Making space for work
Are you at work right now, sitting in a modern open office space? You are not alone. We talked to Emma about the room divider SIDORNA and continuing the shift from a traditional office where everyone had an assigned desk, to activity based workspaces with the ability to choose where to work.
When Emma really needs to focus at work and can’t be distracted she brings her laptop to one of the high focus rooms —a room with office cubicles so quiet you could hear a pin drop. More often she is in meetings or gathers her team in one of the workshop areas where they can pin sketches on the felted room dividers. How much time does she spend sitting down at a desk, then? Approximately two hours a day, she says.

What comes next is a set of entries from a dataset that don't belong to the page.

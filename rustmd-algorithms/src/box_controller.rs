//! Splitting policy shared by every box of a tree.

use log::warn;
use serde::{Deserialize, Serialize};

use crate::error::{Error, Result};

/// Upper bound on the number of children of one box.
const MAX_CHILDREN: usize = 1 << 20;

/// Split-into factor: the same for every dimension or one per dimension.
#[derive(Debug, Clone, PartialEq, Eq, Serialize, Deserialize)]
#[serde(untagged)]
pub enum SplitInto {
    /// Same factor in every dimension.
    Uniform(usize),
    /// One factor per dimension.
    PerDimension(Vec<usize>),
}

impl Default for SplitInto {
    fn default() -> Self {
        Self::Uniform(5)
    }
}

/// Configuration for box splitting.
#[derive(Debug, Clone, PartialEq, Eq, Serialize, Deserialize)]
#[serde(default)]
pub struct BoxController {
    /// Children per dimension when a box splits.
    pub split_into: SplitInto,
    /// A leaf splits once it holds more events than this.
    pub split_threshold: usize,
    /// Leaves at this depth never split.
    pub max_depth: usize,
    /// Every leaf is pre-split to at least this depth.
    pub min_depth: usize,
}

impl Default for BoxController {
    fn default() -> Self {
        Self {
            split_into: SplitInto::default(),
            split_threshold: 1000,
            max_depth: 20,
            min_depth: 0,
        }
    }
}

impl BoxController {
    /// Creates the default controller.
    #[must_use]
    pub fn new() -> Self {
        Self::default()
    }

    /// Sets a uniform split-into factor.
    #[must_use]
    pub fn with_split_into(mut self, n: usize) -> Self {
        self.split_into = SplitInto::Uniform(n);
        self
    }

    /// Sets per-dimension split-into factors.
    #[must_use]
    pub fn with_split_into_per_dim(mut self, factors: Vec<usize>) -> Self {
        self.split_into = SplitInto::PerDimension(factors);
        self
    }

    /// Sets the split threshold.
    #[must_use]
    pub fn with_split_threshold(mut self, threshold: usize) -> Self {
        self.split_threshold = threshold;
        self
    }

    /// Sets the maximum recursion depth.
    #[must_use]
    pub fn with_max_depth(mut self, depth: usize) -> Self {
        self.max_depth = depth;
        self
    }

    /// Sets the minimum recursion depth.
    ///
    /// # Errors
    /// Returns an error if `depth` exceeds the maximum depth.
    pub fn try_with_min_depth(mut self, depth: usize) -> Result<Self> {
        if depth > self.max_depth {
            return Err(Error::RecursionDepth {
                min: depth,
                max: self.max_depth,
            });
        }
        self.min_depth = depth;
        Ok(self)
    }

    /// Reduces a uniform split factor whose `nd`-th power exceeds the child
    /// limit to the largest factor that fits. Per-dimension factors are left
    /// to [`Self::validate`].
    #[must_use]
    pub fn fitted_to(mut self, nd: usize) -> Self {
        if let SplitInto::Uniform(n) = self.split_into {
            let fit = max_uniform_factor(nd);
            if n > fit && fit >= 2 {
                warn!("split factor {n} gives more than {MAX_CHILDREN} children in {nd} dimensions, using {fit}");
                self.split_into = SplitInto::Uniform(fit);
            }
        }
        self
    }

    /// Split factor along dimension `dim`.
    #[must_use]
    pub fn split_into(&self, dim: usize) -> usize {
        match &self.split_into {
            SplitInto::Uniform(n) => *n,
            SplitInto::PerDimension(v) => v.get(dim).copied().unwrap_or(0),
        }
    }

    /// Split factors for an `nd`-dimensional tree.
    #[must_use]
    pub fn factors(&self, nd: usize) -> Vec<usize> {
        (0..nd).map(|d| self.split_into(d)).collect()
    }

    /// Number of children of a split box.
    #[must_use]
    pub fn children_count(&self, nd: usize) -> usize {
        (0..nd).map(|d| self.split_into(d)).product()
    }

    /// Checks the controller against a dimensionality.
    ///
    /// # Errors
    /// Returns an error for factors below 2, a zero threshold, a per-dimension
    /// list of the wrong length, too many children, or `min_depth > max_depth`.
    pub fn validate(&self, nd: usize) -> Result<()> {
        if let SplitInto::PerDimension(v) = &self.split_into {
            if v.len() != nd {
                return Err(Error::InvalidSplit(format!(
                    "{} split factors for {nd} dimensions",
                    v.len()
                )));
            }
        }
        if let Some(d) = (0..nd).find(|&d| self.split_into(d) < 2) {
            return Err(Error::InvalidSplit(format!(
                "split factor {} in dimension {d} must be at least 2",
                self.split_into(d)
            )));
        }
        if self.split_threshold == 0 {
            return Err(Error::InvalidSplit(
                "split threshold must be positive".to_string(),
            ));
        }
        let children = (0..nd).try_fold(1usize, |acc, d| acc.checked_mul(self.split_into(d)));
        match children {
            Some(n) if n <= MAX_CHILDREN => {}
            _ => {
                return Err(Error::InvalidSplit(format!(
                    "more than {MAX_CHILDREN} children per box"
                )))
            }
        }
        if self.min_depth > self.max_depth {
            return Err(Error::RecursionDepth {
                min: self.min_depth,
                max: self.max_depth,
            });
        }
        Ok(())
    }

    /// Returns true if a leaf at `depth` holding `count` events should split.
    #[inline]
    #[must_use]
    pub fn should_split(&self, count: usize, depth: usize) -> bool {
        count > self.split_threshold && depth < self.max_depth
    }
}

/// Largest `f` with `f^nd <= MAX_CHILDREN`.
fn max_uniform_factor(nd: usize) -> usize {
    let Ok(exp) = u32::try_from(nd) else {
        return 1;
    };
    if exp == 0 {
        return usize::MAX;
    }
    let fits = |f: usize| f.checked_pow(exp).is_some_and(|p| p <= MAX_CHILDREN);
    #[allow(clippy::cast_possible_truncation, clippy::cast_sign_loss, clippy::cast_precision_loss)]
    let mut f = (MAX_CHILDREN as f64).powf(1.0 / f64::from(exp)).round() as usize;
    while f > 1 && !fits(f) {
        f -= 1;
    }
    while fits(f + 1) {
        f += 1;
    }
    f
}
#![cfg(feature = "serde")]

use rustmd_core::{
    Goniometer, GoniometerAxis, InMemoryWorkspace, InstrumentGeometry, LogValue, OrientedLattice,
    SimpleInstrument, SpectraSource, SpectrumData, TofEvent, Unit, EI_LOG,
};

const WORKSPACE: &str = r#"{
    "x_unit": "TOF",
    "instrument": {
        "name": "MERLIN",
        "id": 7,
        "source": [0.0, 0.0, -12.0],
        "detectors": {
            "1": { "position": [0.0, 1.0, 2.5] },
            "2": { "position": [1.0, 0.0, 2.5], "efixed": 3.5 }
        }
    },
    "spectra": [
        { "detector_ids": [1], "x": [100.0, 200.0, 300.0], "y": [4.0, 9.0] },
        { "detector_ids": [2], "events": [{ "tof": 150.0 }, { "tof": 250.0, "weight": 2.0, "error_sq": 4.0 }] }
    ],
    "logs": {
        "Ei": 25.0,
        "temperature": { "times": [0.0, 10.0], "values": [4.0, 6.0] },
        "sample": "vanadium"
    },
    "lattice": { "a": 3.0, "b": 3.0, "c": 5.0 },
    "goniometer": { "axes": [{ "name": "psi", "direction": [0.0, 1.0, 0.0], "angle": 30.0 }] }
}"#;

#[test]
fn test_load_workspace_json() {
    let ws: InMemoryWorkspace = serde_json::from_str(WORKSPACE).unwrap();
    ws.validate().unwrap();

    assert_eq!(ws.x_unit(), Unit::Tof);
    assert_eq!(ws.spectrum_count(), 2);
    assert_eq!(ws.detector_ids(1), &[2]);
    assert_eq!(ws.instrument().name(), "MERLIN");
    assert_eq!(ws.instrument().detector_efixed(2), Some(3.5));
    assert_eq!(ws.instrument().sample_position(), nalgebra::Vector3::zeros());

    match ws.spectrum(0).unwrap() {
        SpectrumData::Histogram { x, y, e } => {
            assert_eq!(x.len(), 3);
            assert_eq!(y, &[4.0, 9.0]);
            assert!(e.is_none());
        }
        SpectrumData::Events(_) => panic!("expected histogram"),
    }
    match ws.spectrum(1).unwrap() {
        SpectrumData::Events(events) => {
            assert_eq!(events[0], TofEvent::new(150.0));
            assert_eq!(events[1].weight, 2.0);
        }
        SpectrumData::Histogram { .. } => panic!("expected events"),
    }

    assert_eq!(ws.logs().get(EI_LOG), Some(&LogValue::Number(25.0)));
    assert_eq!(ws.logs().get("temperature").unwrap().min_max(), Some((4.0, 6.0)));
    assert_eq!(ws.logs().get("sample"), Some(&LogValue::Text("vanadium".into())));

    let expected = Goniometer::from_axes(vec![GoniometerAxis::new("psi", [0.0, 1.0, 0.0], 30.0)])
        .unwrap();
    assert_eq!(ws.goniometer(), Some(&expected));
    assert_eq!(
        ws.lattice(),
        Some(&OrientedLattice::new(3.0, 3.0, 5.0, 90.0, 90.0, 90.0).unwrap())
    );
}

#[test]
fn test_workspace_round_trip() {
    let inst = SimpleInstrument::new("rt", [0.0, 0.0, -10.0], [0.0; 3])
        .with_detector(1, [0.0, 0.0, 4.0])
        .with_analyser(2, [1.0, 0.0, 0.0], 5.0);
    let mut ws = InMemoryWorkspace::new(Unit::Tof, inst)
        .with_lattice(OrientedLattice::new(4.0, 5.0, 6.0, 90.0, 100.0, 90.0).unwrap())
        .with_goniometer(Goniometer::identity());
    ws.add_histogram(vec![1, 2], vec![1.0, 2.0], vec![3.0, 4.0], Some(vec![0.5, 0.5]))
        .unwrap();
    ws.add_events(vec![2], vec![TofEvent::new(12.0)]);
    ws.logs.add_number(EI_LOG, 12.0);

    let text = serde_json::to_string(&ws).unwrap();
    let back: InMemoryWorkspace = serde_json::from_str(&text).unwrap();
    assert_eq!(back, ws);
}

#[test]
fn test_inconsistent_spectrum_rejected() {
    let text = r#"{
        "instrument": { "name": "bad", "source": [0.0, 0.0, -1.0] },
        "spectra": [{ "detector_ids": [1], "x": [1.0, 2.0, 3.0, 4.0], "y": [1.0] }]
    }"#;
    let ws: InMemoryWorkspace = serde_json::from_str(text).unwrap();
    assert!(ws.validate().is_err());
}
//! Oriented crystal lattice: unit cell, B matrix and orientation U.
//!
//! The B matrix follows the Busing–Levy convention: it maps Miller indices to
//! reciprocal-space coordinates (Å⁻¹, without the 2π factor) in a Cartesian
//! frame attached to the crystal. U rotates that frame into the goniometer
//! frame, so `Q_sample = 2π · U · B · hkl`.
#![allow(clippy::many_single_char_names)]

use nalgebra::{Matrix3, Vector3};

use crate::error::{Error, Result};

#[cfg(feature = "serde")]
use serde::{Deserialize, Serialize};

const ROTATION_TOLERANCE: f64 = 1e-6;

/// Serializable lattice parameters (lengths in Å, angles in degrees).
#[derive(Debug, Clone, Copy, PartialEq)]
#[cfg_attr(feature = "serde", derive(Serialize, Deserialize))]
pub struct LatticeParameters {
    /// Cell length a.
    pub a: f64,
    /// Cell length b.
    pub b: f64,
    /// Cell length c.
    pub c: f64,
    /// Angle between b and c.
    #[cfg_attr(feature = "serde", serde(default = "right_angle"))]
    pub alpha: f64,
    /// Angle between a and c.
    #[cfg_attr(feature = "serde", serde(default = "right_angle"))]
    pub beta: f64,
    /// Angle between a and b.
    #[cfg_attr(feature = "serde", serde(default = "right_angle"))]
    pub gamma: f64,
    /// Orientation matrix, row-major. Identity when absent.
    #[cfg_attr(feature = "serde", serde(default))]
    pub u: Option<[[f64; 3]; 3]>,
}

#[cfg(feature = "serde")]
fn right_angle() -> f64 {
    90.0
}

/// A unit cell together with its orientation.
#[derive(Debug, Clone, PartialEq)]
#[cfg_attr(
    feature = "serde",
    derive(Serialize, Deserialize),
    serde(try_from = "LatticeParameters", into = "LatticeParameters")
)]
pub struct OrientedLattice {
    lengths: [f64; 3],
    angles: [f64; 3],
    b: Matrix3<f64>,
    u: Matrix3<f64>,
}

impl OrientedLattice {
    /// Creates a lattice with identity orientation.
    ///
    /// # Errors
    /// Returns an error if a length is not positive or the angles cannot
    /// close a cell.
    pub fn new(a: f64, b: f64, c: f64, alpha: f64, beta: f64, gamma: f64) -> Result<Self> {
        let lengths = [a, b, c];
        let angles = [alpha, beta, gamma];
        if lengths.iter().any(|l| !l.is_finite() || *l <= 0.0) {
            return Err(Error::InvalidLattice(format!(
                "cell lengths must be positive, got {lengths:?}"
            )));
        }
        if angles.iter().any(|g| !g.is_finite() || *g <= 0.0 || *g >= 180.0) {
            return Err(Error::InvalidLattice(format!(
                "cell angles must lie in (0, 180) degrees, got {angles:?}"
            )));
        }
        let b = compute_b(lengths, angles)?;
        Ok(Self {
            lengths,
            angles,
            b,
            u: Matrix3::identity(),
        })
    }

    /// Cubic cell with edge `a`.
    ///
    /// # Errors
    /// Returns an error if `a` is not positive.
    pub fn cubic(a: f64) -> Result<Self> {
        Self::new(a, a, a, 90.0, 90.0, 90.0)
    }

    /// Cell length along axis `i` (0 = a, 1 = b, 2 = c).
    ///
    /// # Panics
    /// Panics if `i > 2`.
    #[must_use]
    pub fn a(&self, i: usize) -> f64 {
        self.lengths[i]
    }

    /// Cell lengths (a, b, c) in Å.
    #[must_use]
    pub fn lengths(&self) -> [f64; 3] {
        self.lengths
    }

    /// Cell angles (α, β, γ) in degrees.
    #[must_use]
    pub fn angles(&self) -> [f64; 3] {
        self.angles
    }

    /// Largest of the three cell lengths.
    #[must_use]
    pub fn max_length(&self) -> f64 {
        self.lengths.iter().copied().fold(f64::MIN, f64::max)
    }

    /// B matrix (reciprocal basis, no 2π).
    #[must_use]
    pub fn b_matrix(&self) -> &Matrix3<f64> {
        &self.b
    }

    /// Orientation matrix U.
    #[must_use]
    pub fn u_matrix(&self) -> &Matrix3<f64> {
        &self.u
    }

    /// `U · B`.
    #[must_use]
    pub fn ub_matrix(&self) -> Matrix3<f64> {
        self.u * self.b
    }

    /// Unit cell volume (Å³).
    #[must_use]
    pub fn volume(&self) -> f64 {
        1.0 / self.b.determinant()
    }

    /// Interplanar spacing for the given Miller indices.
    #[must_use]
    pub fn d_spacing(&self, hkl: &Vector3<f64>) -> f64 {
        let q = self.b * hkl;
        let norm = q.norm();
        if norm == 0.0 {
            f64::INFINITY
        } else {
            1.0 / norm
        }
    }

    /// Replaces the orientation matrix.
    ///
    /// # Errors
    /// Returns an error if `u` is not a proper rotation.
    pub fn set_u(&mut self, u: Matrix3<f64>) -> Result<()> {
        check_rotation(&u)?;
        self.u = u;
        Ok(())
    }

    /// Builder form of [`Self::set_u`].
    ///
    /// # Errors
    /// Returns an error if `u` is not a proper rotation.
    pub fn with_u(mut self, u: Matrix3<f64>) -> Result<Self> {
        self.set_u(u)?;
        Ok(self)
    }

    /// Orients the crystal so that `B·u` is along the beam (z) and `B·v` lies
    /// in the horizontal (x–z) plane.
    ///
    /// # Errors
    /// Returns an error if either vector is zero or the two are collinear.
    pub fn set_u_from_vectors(&mut self, u: &Vector3<f64>, v: &Vector3<f64>) -> Result<()> {
        let bu = self.b * u;
        let bv = self.b * v;
        if bu.norm_squared() < 1e-10 || bv.norm_squared() < 1e-10 {
            return Err(Error::InvalidLattice(
                "orientation vectors must be non-zero".to_string(),
            ));
        }
        let bu = bu.normalize();
        let bw = bu.cross(&bv.normalize());
        if bw.norm() < 1e-5 {
            return Err(Error::InvalidLattice(
                "orientation vectors are collinear".to_string(),
            ));
        }
        let bw = bw.normalize();
        let bv = bw.cross(&bu);
        let tau = Matrix3::from_rows(&[bu.transpose(), bv.transpose(), bw.transpose()]);
        // u -> z, v -> x, w -> y
        #[rustfmt::skip]
        let lab = Matrix3::new(
            0.0, 1.0, 0.0,
            0.0, 0.0, 1.0,
            1.0, 0.0, 0.0,
        );
        self.u = lab * tau;
        Ok(())
    }

    /// Lattice parameters record, including the orientation.
    #[must_use]
    pub fn parameters(&self) -> LatticeParameters {
        let u = self.u;
        LatticeParameters {
            a: self.lengths[0],
            b: self.lengths[1],
            c: self.lengths[2],
            alpha: self.angles[0],
            beta: self.angles[1],
            gamma: self.angles[2],
            u: Some([
                [u[(0, 0)], u[(0, 1)], u[(0, 2)]],
                [u[(1, 0)], u[(1, 1)], u[(1, 2)]],
                [u[(2, 0)], u[(2, 1)], u[(2, 2)]],
            ]),
        }
    }
}

impl TryFrom<LatticeParameters> for OrientedLattice {
    type Error = Error;

    fn try_from(p: LatticeParameters) -> Result<Self> {
        let lattice = Self::new(p.a, p.b, p.c, p.alpha, p.beta, p.gamma)?;
        match p.u {
            Some(rows) => lattice.with_u(matrix_from_rows(rows)),
            None => Ok(lattice),
        }
    }
}

impl From<OrientedLattice> for LatticeParameters {
    fn from(lattice: OrientedLattice) -> Self {
        lattice.parameters()
    }
}

/// Builds a matrix from row-major nested arrays.
#[must_use]
pub fn matrix_from_rows(rows: [[f64; 3]; 3]) -> Matrix3<f64> {
    Matrix3::from_fn(|i, j| rows[i][j])
}

/// Checks that `m` is orthonormal with determinant +1.
///
/// # Errors
/// Returns an error describing the first violated property.
pub fn check_rotation(m: &Matrix3<f64>) -> Result<()> {
    let deviation = (m.transpose() * m - Matrix3::identity()).abs().max();
    if !deviation.is_finite() || deviation > ROTATION_TOLERANCE {
        return Err(Error::InvalidRotation(format!(
            "matrix is not orthonormal (deviation {deviation:.3e})"
        )));
    }
    let det = m.determinant();
    if det < 0.0 {
        return Err(Error::InvalidRotation(format!(
            "matrix is an improper rotation (determinant {det:.3})"
        )));
    }
    Ok(())
}

fn compute_b(lengths: [f64; 3], angles: [f64; 3]) -> Result<Matrix3<f64>> {
    let [a, b, c] = lengths;
    let [ca, cb, cg] = angles.map(|g| g.to_radians().cos());
    #[rustfmt::skip]
    let metric = Matrix3::new(
        a * a,      a * b * cg, a * c * cb,
        a * b * cg, b * b,      b * c * ca,
        a * c * cb, b * c * ca, c * c,
    );
    if metric.determinant() <= 1e-12 * (a * b * c).powi(2) {
        return Err(Error::InvalidLattice(format!(
            "angles {angles:?} do not describe a cell with positive volume"
        )));
    }
    let reciprocal = metric.try_inverse().ok_or_else(|| {
        Error::InvalidLattice("metric tensor is singular".to_string())
    })?;
    let a_star = reciprocal[(0, 0)].sqrt();
    let b_star = reciprocal[(1, 1)].sqrt();
    let c_star = reciprocal[(2, 2)].sqrt();
    let cos_beta_star = reciprocal[(0, 2)] / (a_star * c_star);
    let cos_gamma_star = reciprocal[(0, 1)] / (a_star * b_star);
    let sin_beta_star = (1.0 - cos_beta_star * cos_beta_star).max(0.0).sqrt();
    let sin_gamma_star = (1.0 - cos_gamma_star * cos_gamma_star).max(0.0).sqrt();

    #[rustfmt::skip]
    let bmat = Matrix3::new(
        a_star, b_star * cos_gamma_star, c_star * cos_beta_star,
        0.0,    b_star * sin_gamma_star, -c_star * sin_beta_star * ca,
        0.0,    0.0,                     1.0 / c,
    );
    Ok(bmat)
}
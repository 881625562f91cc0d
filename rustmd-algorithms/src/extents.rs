//! Conservative output extents from spectrum axis endpoints.
//!
//! The estimator never converts individual bins. It converts the two ends of
//! each spectrum's convertible range, derives the largest possible `|Q|` and
//! energy transfer from them and widens the result by a margin.

use rayon::prelude::*;
use rustmd_core::units::energy_to_wavevector;
use rustmd_core::{EnergyMode, SpectraSource};
use serde::{Deserialize, Serialize};

use crate::description::WorkspaceDescription;
use crate::error::{Error, Result};
use crate::qmode::QModeKind;
use crate::unit_converter::UnitConverter;

const DEFAULT_MARGIN: f64 = 0.05;
const DEFAULT_ABSOLUTE_MARGIN: f64 = 1e-3;
const DEFAULT_EPSILON: f64 = 1e-6;

/// Per-spectrum (and reduced) endpoint statistics.
#[derive(Debug, Clone, Copy)]
struct Partial {
    qmax: f64,
    lo: f64,
    hi: f64,
    n: usize,
}

impl Partial {
    const EMPTY: Self = Self {
        qmax: 0.0,
        lo: f64::INFINITY,
        hi: f64::NEG_INFINITY,
        n: 0,
    };

    fn merge(self, other: Self) -> Self {
        Self {
            qmax: self.qmax.max(other.qmax),
            lo: self.lo.min(other.lo),
            hi: self.hi.max(other.hi),
            n: self.n + other.n,
        }
    }
}

/// Mirrors the `±f64::MAX` sentinels of an energy-transfer range.
fn mirror_sentinels(mut dmin: f64, mut dmax: f64) -> (f64, f64) {
    if dmax >= f64::MAX {
        dmax = -dmin;
    }
    if dmin <= -f64::MAX {
        dmin = -dmax;
    }
    (dmin, dmax)
}

/// Estimates `[min, max]` of every output dimension.
#[derive(Debug, Clone, Copy, PartialEq, Serialize, Deserialize)]
#[serde(default)]
pub struct ExtentEstimator {
    /// Relative padding of each range.
    pub margin: f64,
    /// Smallest padding applied to a range.
    pub absolute_margin: f64,
    /// Replacement for bounds that are exactly zero.
    pub epsilon: f64,
}

impl Default for ExtentEstimator {
    fn default() -> Self {
        Self {
            margin: DEFAULT_MARGIN,
            absolute_margin: DEFAULT_ABSOLUTE_MARGIN,
            epsilon: DEFAULT_EPSILON,
        }
    }
}

impl ExtentEstimator {
    /// Estimator with default margins.
    #[must_use]
    pub fn new() -> Self {
        Self::default()
    }

    /// Sets the relative margin.
    #[must_use]
    pub fn with_margin(mut self, margin: f64) -> Self {
        self.margin = margin;
        self
    }

    /// Sets the absolute margin floor.
    #[must_use]
    pub fn with_absolute_margin(mut self, margin: f64) -> Self {
        self.absolute_margin = margin;
        self
    }

    /// Estimates the extents of `description` over `source`.
    ///
    /// # Errors
    /// Returns [`Error::NoConvertibleData`] if no spectrum contributes,
    /// [`Error::DimensionPropertyNotFound`] for a missing log dimension and
    /// [`Error::InvalidExtents`] if a bound is not finite.
    pub fn estimate(
        &self,
        description: &WorkspaceDescription,
        source: &dyn SpectraSource,
    ) -> Result<(Vec<f64>, Vec<f64>)> {
        let converter = description.converter()?;
        let q_mode = description.q_mode();
        let emode = description.emode();

        let total = (0..source.spectrum_count())
            .into_par_iter()
            .map_init(
                || converter.clone(),
                |conv, i| spectrum_partial(conv, source, i, q_mode, emode),
            )
            .filter_map(Result::transpose)
            .try_reduce(|| Partial::EMPTY, |a, b| Ok(a.merge(b)))?;

        if total.n == 0 {
            return Err(Error::NoConvertibleData);
        }

        let mut min = Vec::with_capacity(description.nd());
        let mut max = Vec::with_capacity(description.nd());
        match q_mode {
            QModeKind::CopyToMd => {
                min.push(total.lo);
                max.push(total.hi);
            }
            QModeKind::ModQ => {
                min.push(0.0);
                max.push(total.qmax);
            }
            QModeKind::Q3D => {
                let m = description.matrix();
                for i in 0..3 {
                    let extent = total.qmax * m.row(i).norm();
                    min.push(-extent);
                    max.push(extent);
                }
            }
        }
        if q_mode != QModeKind::CopyToMd && emode.is_inelastic() {
            min.push(total.lo);
            max.push(total.hi);
        }
        for name in description.other_dims() {
            let (lo, hi) = source
                .logs()
                .min_max(name)
                .ok_or_else(|| Error::DimensionPropertyNotFound { name: name.clone() })?;
            min.push(lo);
            max.push(hi);
        }
        self.finalize(min, max)
    }

    /// Replaces zero bounds and pads every range.
    ///
    /// # Errors
    /// Returns [`Error::InvalidExtents`] for non-finite or inverted bounds.
    pub fn finalize(&self, mut min: Vec<f64>, mut max: Vec<f64>) -> Result<(Vec<f64>, Vec<f64>)> {
        for (dim, (lo, hi)) in min.iter_mut().zip(max.iter_mut()).enumerate() {
            if !(lo.is_finite() && hi.is_finite() && *lo <= *hi) {
                return Err(Error::InvalidExtents {
                    dim,
                    min: *lo,
                    max: *hi,
                });
            }
            if *lo == 0.0 {
                *lo = -self.epsilon;
            }
            if *hi == 0.0 {
                *hi = self.epsilon;
            }
            let pad = (self.margin * (*hi - *lo)).max(self.absolute_margin);
            *lo -= pad;
            *hi += pad;
        }
        Ok((min, max))
    }
}

/// Endpoint statistics of spectrum `index`; `None` if it contributes nothing.
fn spectrum_partial(
    conv: &mut UnitConverter,
    source: &dyn SpectraSource,
    index: usize,
    q_mode: QModeKind,
    emode: EnergyMode,
) -> Result<Option<Partial>> {
    if !conv.update_for_spectrum(index)? {
        return Ok(None);
    }
    let Some((x_lo, x_hi)) = source.x_range(index) else {
        return Ok(None);
    };
    let Some((x_lo, x_hi)) = conv.convertible_range(x_lo, x_hi) else {
        return Ok(None);
    };
    let a = conv.convert(x_lo);
    let b = conv.convert(x_hi);
    let (lo, hi) = if a <= b { (a, b) } else { (b, a) };

    let partial = match (q_mode, emode) {
        (QModeKind::CopyToMd, _) => Partial { qmax: 0.0, lo, hi, n: 1 },
        (_, EnergyMode::Direct) => {
            let (dmin, dmax) = mirror_sentinels(lo, hi);
            let ei = conv.params().efixed;
            let qmax = energy_to_wavevector(ei) + energy_to_wavevector(ei - dmin);
            Partial { qmax, lo: dmin, hi: dmax, n: 1 }
        }
        (_, EnergyMode::Indirect) => {
            let (dmin, dmax) = mirror_sentinels(lo, hi);
            let ef = conv.params().efixed;
            let qmax = energy_to_wavevector(ef + dmax) + energy_to_wavevector(ef);
            Partial { qmax, lo: dmin, hi: dmax, n: 1 }
        }
        (_, EnergyMode::Elastic | EnergyMode::Undefined) => {
            let kmax = if hi < f64::MAX {
                hi
            } else {
                // an endpoint sits on TOF 0; bound by the values that convert
                match regular_max(conv, source, index, (x_lo, x_hi))? {
                    Some(k) => k.max(lo),
                    None => return Ok(None),
                }
            };
            Partial {
                qmax: 2.0 * kmax,
                lo: f64::INFINITY,
                hi: f64::NEG_INFINITY,
                n: 1,
            }
        }
    };
    Ok(Some(partial))
}

/// Largest finite, non-sentinel converted value among the signal positions
/// of spectrum `index` inside `range`.
fn regular_max(
    conv: &UnitConverter,
    source: &dyn SpectraSource,
    index: usize,
    range: (f64, f64),
) -> Result<Option<f64>> {
    let positions = source.spectrum(index)?.positions();
    Ok(positions
        .into_iter()
        .filter(|&x| UnitConverter::in_range(x, range))
        .map(|x| conv.convert(x))
        .filter(|v| v.is_finite() && v.abs() < f64::MAX)
        .reduce(f64::max))
}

Emma Johansson, Product Design Developer at IKEA, works with products for office spaces, which includes storage, desks and tables. She has also focused on how activity-based workspaces are best designed, and she has studied many offices around the world. The two hours a day she spends at a desk is pretty representative for most of her colleagues.
“Before the activity-based workspace was introduced here at IKEA and everyone still had their own desk, we did occupancy studies to see how the workplaces were being used. It showed that the average co-worker spent 23 % of their time at their desk. Those numbers are not unique to us, you will find this in many workplaces,” says Emma.
A modern office mirrors the employee’s needs. That is how Emma describes the idea behind activity-based workspaces. An activity-based workspace can easily be changed depending on the kind of work being done. The space is usually divided into three different types of work areas – working alone, working together and focus areas – allowing the co-workers to be in the location that best suits what them at the moment.
“It is important to find a good fit for both the co-workers personality and what kind of work they do. People have different needs. If you work in a finance department, for example, you probably spend most of the time sitting in one place – maybe the whole day. Then it might be important with a sit and stand desk of your own and an ergonomic chair for extended sitting. If you work as a product design developer like I do, you need to work with the products hands-on together with others and a wall to pin sketches,” says Emma.
Emma describes the first workshop areas at IKEA as pretty big, and people could meet without booking a time.
“We noticed early on that we needed more smaller spaces to visually concentrate. We didn’t want to divide with real walls. Instead, we wanted a workshop area that easily could change size.”
That is how the team began working with the room divider SIDORNA to create semi-focus areas. SIDORNA is a flexible system where you are able to build different solutions for different activities. Traditional materials and methods were out of question and they wanted an affordable alternative easy assembly and re-assemble. They decided to work with a hollow M-board made out of laminated recycled paperboard and surfaced with a recycled polyester felt. The lower panels give you privacy in a sitting position, but eye contact when standing up. The high panels create a room in a room. The assembly solution has been designed in such a way as to enable one person to build complete walls alone in a matter of minutes.
When we meet Emma to talk about her work, it is in one of the workshop areas divided into rooms with the first SIDORNA prototypes. Soon the room dividers are ready to be tested outside the IKEA office in Älmhult. The dividers will be sold in the IKEA stores in Poland and Sweden and online from April.
What kind of feedback do you hope to get?
“Does it work in real life? Is it as easy to assemble and re-assemble as we think? The room dividers are tested and approved for sound reduction, but we also want to learn whether sound absorbing room dividers are necessary as well,” says Emma.
What is your advice to a company ready to implement activity-based workspaces?
“One thing is for sure, you cannot expect people to adapt to an activity-based workspace if they are not involved in the process. Management has to involve people and recognize their needs. I have seen a big movement in the last couple of years. Employers realize more and more that if they invest in the office space, the employees thrive,” says Emma.
Do you remember the first time you didn’t have your own desk?
“I guess I am a typical Generation X, born in the ’70s. When we stepped into the workplace we were assigned a desk. When I first experienced an activity-based workspace I was a little confused. I looked for a place to keep all my stuff, but after just a couple of weeks, I realized that I didn’t need a desk of my own. I was constantly moving around in the building meeting people anyway and I never sat down at the same place. I just needed a small locker to store things. And to be honest, I don’t use a locker anymore. Everything I need is in my computer and in my bag.”
What will our workspaces look like in the future?
“I am sure they will be even more flexible than today, thanks to technology. People will meet in digital meeting rooms more often to reduce travel. I think we will see more co-working spaces where companies share workspaces with each other, whether it is a big company or if you work on your own,” says Emma.
The flexible room divider SIDORNA comes in two sizes, and will be sold in IKEA stores in Poland and Sweden and online from April 2020.